### PROBLEM DESCRIPTION
Set down exactly, from the records below, the line with "hours, minutes, seconds)" through the line with "for (name, sol)", and nothing else.

### EXERCISE DATA
//! Logging setup and result reporting.

use std::fmt;
use std::fs::File;
use std::io::Write;
use std::time::SystemTime as StdSystemTime;

use tracing::info;
use tracing_subscriber::{
    fmt::format::Writer, fmt::layer, fmt::time::FormatTime, layer::SubscriberExt,
    util::SubscriberInitExt, Registry,
};

use crate::error::Result;
use crate::scf_impl::ScfSolution;

/// Custom time formatter that shows only seconds.
struct SecondPrecisionTimer;

impl FormatTime for SecondPrecisionTimer {
    fn format_time(&self, w: &mut Writer<'_>) -> fmt::Result {
        let now = StdSystemTime::now();
        let duration = now
            .duration_since(std::time::UNIX_EPOCH)
            .unwrap_or_default();

        let total_seconds = duration.as_secs();
        let hours = (total_seconds / 3600) % 24;
        let minutes = (total_seconds / 60) % 60;
        let seconds = total_seconds % 60;

        write!(w, "{:02}:{:02}:{:02}", hours, minutes, seconds)
    }
}

/// Setup output logging to file or stdout.
pub fn setup_output(output_path: Option<&String>) {
    match output_path {
        Some(path) => {
            if let Ok(log) = File::create(path) {
                let file_layer = layer()
                    .with_writer(log)
                    .with_timer(SecondPrecisionTimer)
                    .with_ansi(false);
                Registry::default().with(file_layer).init();
            } else {
                eprintln!("Could not create output file: {}", path);
            }
        }
        None => {
            let stdout_layer = layer()
                .with_writer(std::io::stdout)
                .with_timer(SecondPrecisionTimer)
                .with_ansi(true);
            Registry::default().with(stdout_layer).init();
        }
    }
}

/// Per-molecule result lines plus a batch summary. Non-convergence shows up
/// here as a flag, never as a missing entry.
pub fn write_results<W: Write>(
    writer: &mut W,
    results: &[(String, ScfSolution)],
) -> Result<()> {
    let mut unconverged = 0;
    for (name, sol) in results {
        let flag = if sol.converged() {
            "converged"
        } else {
            unconverged += 1;
            "NOT CONVERGED"
        };
        writeln!(
            writer,
            "  {:<24} E = {:>16.10} au  ({} cycles, {})",
            name, sol.energy, sol.cycles, flag
        )?;
        if let Some(reference) = sol.molecule.reference_energy {
            writeln!(
                writer,
                "  {:<24} reference delta = {:+.6e} au",
                "", sol.energy - reference
            )?;
        }
    }
    writeln!(
        writer,
        "{} molecules, {} unconverged",
        results.len(),
        unconverged
    )?;
    Ok(())
}

/// Log per-cycle energy history at info level.
pub fn log_history(name: &str, sol: &ScfSolution) {
    for (i, e) in sol.history.iter().enumerate() {
        info!("{}: cycle {:>3}  E = {:.10} au", name, i + 1, e);
    }
}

### REPLY TO THE TASK
        write!(w, "{:02}:{:02}:{:02}", hours, minutes, seconds)
    }
}

/// Setup output logging to file or stdout.
pub fn setup_output(output_path: Option<&String>) {
    match output_path {
        Some(path) => {
            if let Ok(log) = File::create(path) {
                let file_layer = layer()
                    .with_writer(log)
                    .with_timer(SecondPrecisionTimer)
                    .with_ansi(false);
                Registry::default().with(file_layer).init();
            } else {
                eprintln!("Could not create output file: {}", path);
            }
        }
        None => {
            let stdout_layer = layer()
                .with_writer(std::io::stdout)
                .with_timer(SecondPrecisionTimer)
                .with_ansi(true);
            Registry::default().with(stdout_layer).init();
        }
    }
}

/// Per-molecule result lines plus a batch summary. Non-convergence shows up
/// here as a flag, never as a missing entry.
pub fn write_results<W: Write>(
    writer: &mut W,
    results: &[(String, ScfSolution)],
) -> Result<()> {
    let mut unconverged = 0;
    for (name, sol) in results {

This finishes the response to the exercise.